Lena: Wir wohnen ja eigentlich in Würzburg und wir sind jetzt aber über den Sommer in Berlin. Also wir haben quasi einen kleinen Umzug und dann schreiben wir an neuen Sachen. Also das ist der Plan, dann wieder ins Songwriting zu kommen und auch ein bisschen chillen vielleicht.

Justus: Ja, wahrscheinlich eine kleine Pause. Auch ganz gut.

Linus: Ja, voll. Es ist ein bisschen scary. wir sind auf Null. Wir haben alles rausgebracht, was wir geschrieben haben und ich freue mich jetzt sehr, von Null zu starten und neue Musik zu machen.

Justus: Hat man da jemals so dieses Gefühl von, Scheiße, was ist, wenn die Kreativität irgendwie dann plötzlich nicht mehr da ist für neue Songs?

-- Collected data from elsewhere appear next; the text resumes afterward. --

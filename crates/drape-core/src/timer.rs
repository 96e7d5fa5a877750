//! # Timers
//!
//! `Timers` is the "run this later on the UI thread" primitive. The host
//! event loop owns the driving side: call [`Timers::run_due`] once per loop
//! iteration and sleep until [`Timers::next_deadline`].
//!
//! ```rust
//! use drape_core::*;
//! use std::rc::Rc;
//! use web_time::Duration;
//!
//! let clock = ManualClock::new();
//! let timers = Timers::new(Rc::new(clock.clone()));
//!
//! let token = timers.schedule_after(Duration::from_millis(250), || log::info!("fired"));
//! clock.advance(Duration::from_millis(100));
//! token.cancel();
//! clock.advance(Duration::from_millis(200));
//! assert_eq!(timers.run_due(), 0);
//! ```
//!
//! Tokens are generation-checked: cancelling a timer that already fired (or
//! whose slot has since been reused) does nothing.

use std::cell::RefCell;
use std::rc::{Rc, Weak};

use slotmap::{SlotMap, new_key_type};
use web_time::{Duration, Instant};

use crate::animation::Clock;

new_key_type! {
    pub struct TimerKey;
}

struct Timer {
    deadline: Instant,
    seq: u64,
    callback: Box<dyn FnOnce()>,
}

struct TimerQueue {
    clock: Rc<dyn Clock>,
    timers: SlotMap<TimerKey, Timer>,
    next_seq: u64,
}

impl TimerQueue {
    /// Earliest due timer scheduled before `seq_limit`.
    fn pop_due(&mut self, now: Instant, seq_limit: u64) -> Option<Timer> {
        let key = self
            .timers
            .iter()
            .filter(|(_, t)| t.deadline <= now && t.seq < seq_limit)
            .min_by_key(|(_, t)| (t.deadline, t.seq))
            .map(|(k, _)| k)?;
        self.timers.remove(key)
    }
}

/// Shared handle to the timer queue. Clones refer to the same queue.
#[derive(Clone)]
pub struct Timers {
    inner: Rc<RefCell<TimerQueue>>,
}

impl Timers {
    pub fn new(clock: Rc<dyn Clock>) -> Self {
        Self {
            inner: Rc::new(RefCell::new(TimerQueue {
                clock,
                timers: SlotMap::with_key(),
                next_seq: 0,
            })),
        }
    }

    pub fn now(&self) -> Instant {
        self.inner.borrow().clock.now()
    }

    pub fn clock(&self) -> Rc<dyn Clock> {
        self.inner.borrow().clock.clone()
    }

    pub fn schedule_after(&self, delay: Duration, f: impl FnOnce() + 'static) -> TimerToken {
        let mut q = self.inner.borrow_mut();
        let deadline = q.clock.now() + delay;
        let seq = q.next_seq;
        q.next_seq += 1;
        let key = q.timers.insert(Timer {
            deadline,
            seq,
            callback: Box::new(f),
        });
        log::trace!("timer {key:?} scheduled in {delay:?}");
        TimerToken {
            key,
            queue: Rc::downgrade(&self.inner),
        }
    }

    /// Runs every callback whose deadline has passed, in deadline order (ties
    /// in scheduling order). Callbacks scheduled while this runs wait for the
    /// next call. Returns how many callbacks ran.
    pub fn run_due(&self) -> usize {
        let (now, seq_limit) = {
            let q = self.inner.borrow();
            (q.clock.now(), q.next_seq)
        };
        let mut ran = 0;
        loop {
            // borrow must end before the callback runs; it may schedule or cancel
            let next = self.inner.borrow_mut().pop_due(now, seq_limit);
            match next {
                Some(timer) => {
                    (timer.callback)();
                    ran += 1;
                }
                None => break,
            }
        }
        if ran > 0 {
            log::trace!("ran {ran} due timer(s)");
        }
        ran
    }

    pub fn next_deadline(&self) -> Option<Instant> {
        self.inner
            .borrow()
            .timers
            .values()
            .map(|t| t.deadline)
            .min()
    }

    pub fn pending(&self) -> usize {
        self.inner.borrow().timers.len()
    }
}

/// Cancellation capability for one scheduled callback.
#[derive(Debug)]
pub struct TimerToken {
    key: TimerKey,
    queue: Weak<RefCell<TimerQueue>>,
}

impl TimerToken {
    /// Removes the callback if it has not run yet. Returns whether it was pending.
    pub fn cancel(&self) -> bool {
        let Some(queue) = self.queue.upgrade() else {
            return false;
        };
        let removed = queue.borrow_mut().timers.remove(self.key);
        if removed.is_some() {
            log::trace!("timer {:?} cancelled", self.key);
        }
        removed.is_some()
    }

    pub fn is_pending(&self) -> bool {
        self.queue
            .upgrade()
            .is_some_and(|q| q.borrow().timers.contains_key(self.key))
    }
}

impl std::fmt::Debug for TimerQueue {
    fn fmt(&self, f: &mut std::fmt::Formatter<'_>) -> std::fmt::Result {
        f.debug_struct("TimerQueue")
            .field("pending", &self.timers.len())
            .finish()
    }
}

Linus: Also wir machen jetzt schon ein bisschen länger Musik und immer wenn dieser Punkt kam, wo wir dann so waren, so fuck, uns fällt jetzt nichts mehr ein, war eigentlich immer ein ganz gutes Indiz dafür, so Leute, macht mal eine Pause oder macht mal ein bisschen ruhiger und dann hat es mir immer sehr geholfen einfach zwei Wochen keine Musik zu machen. Und dann stand ich irgendwann in der Dusche und dann kamen mir neue Melodien und ich war so: Oh, ich hab voll Bock, Musik zu machen. Und so geh ich damit eigentlich immer um und so bin ich gut gefahren. Oder sind wir gut gefahren bis jetzt. Deswegen nee, da habe ich eigentlich keine Angst vor.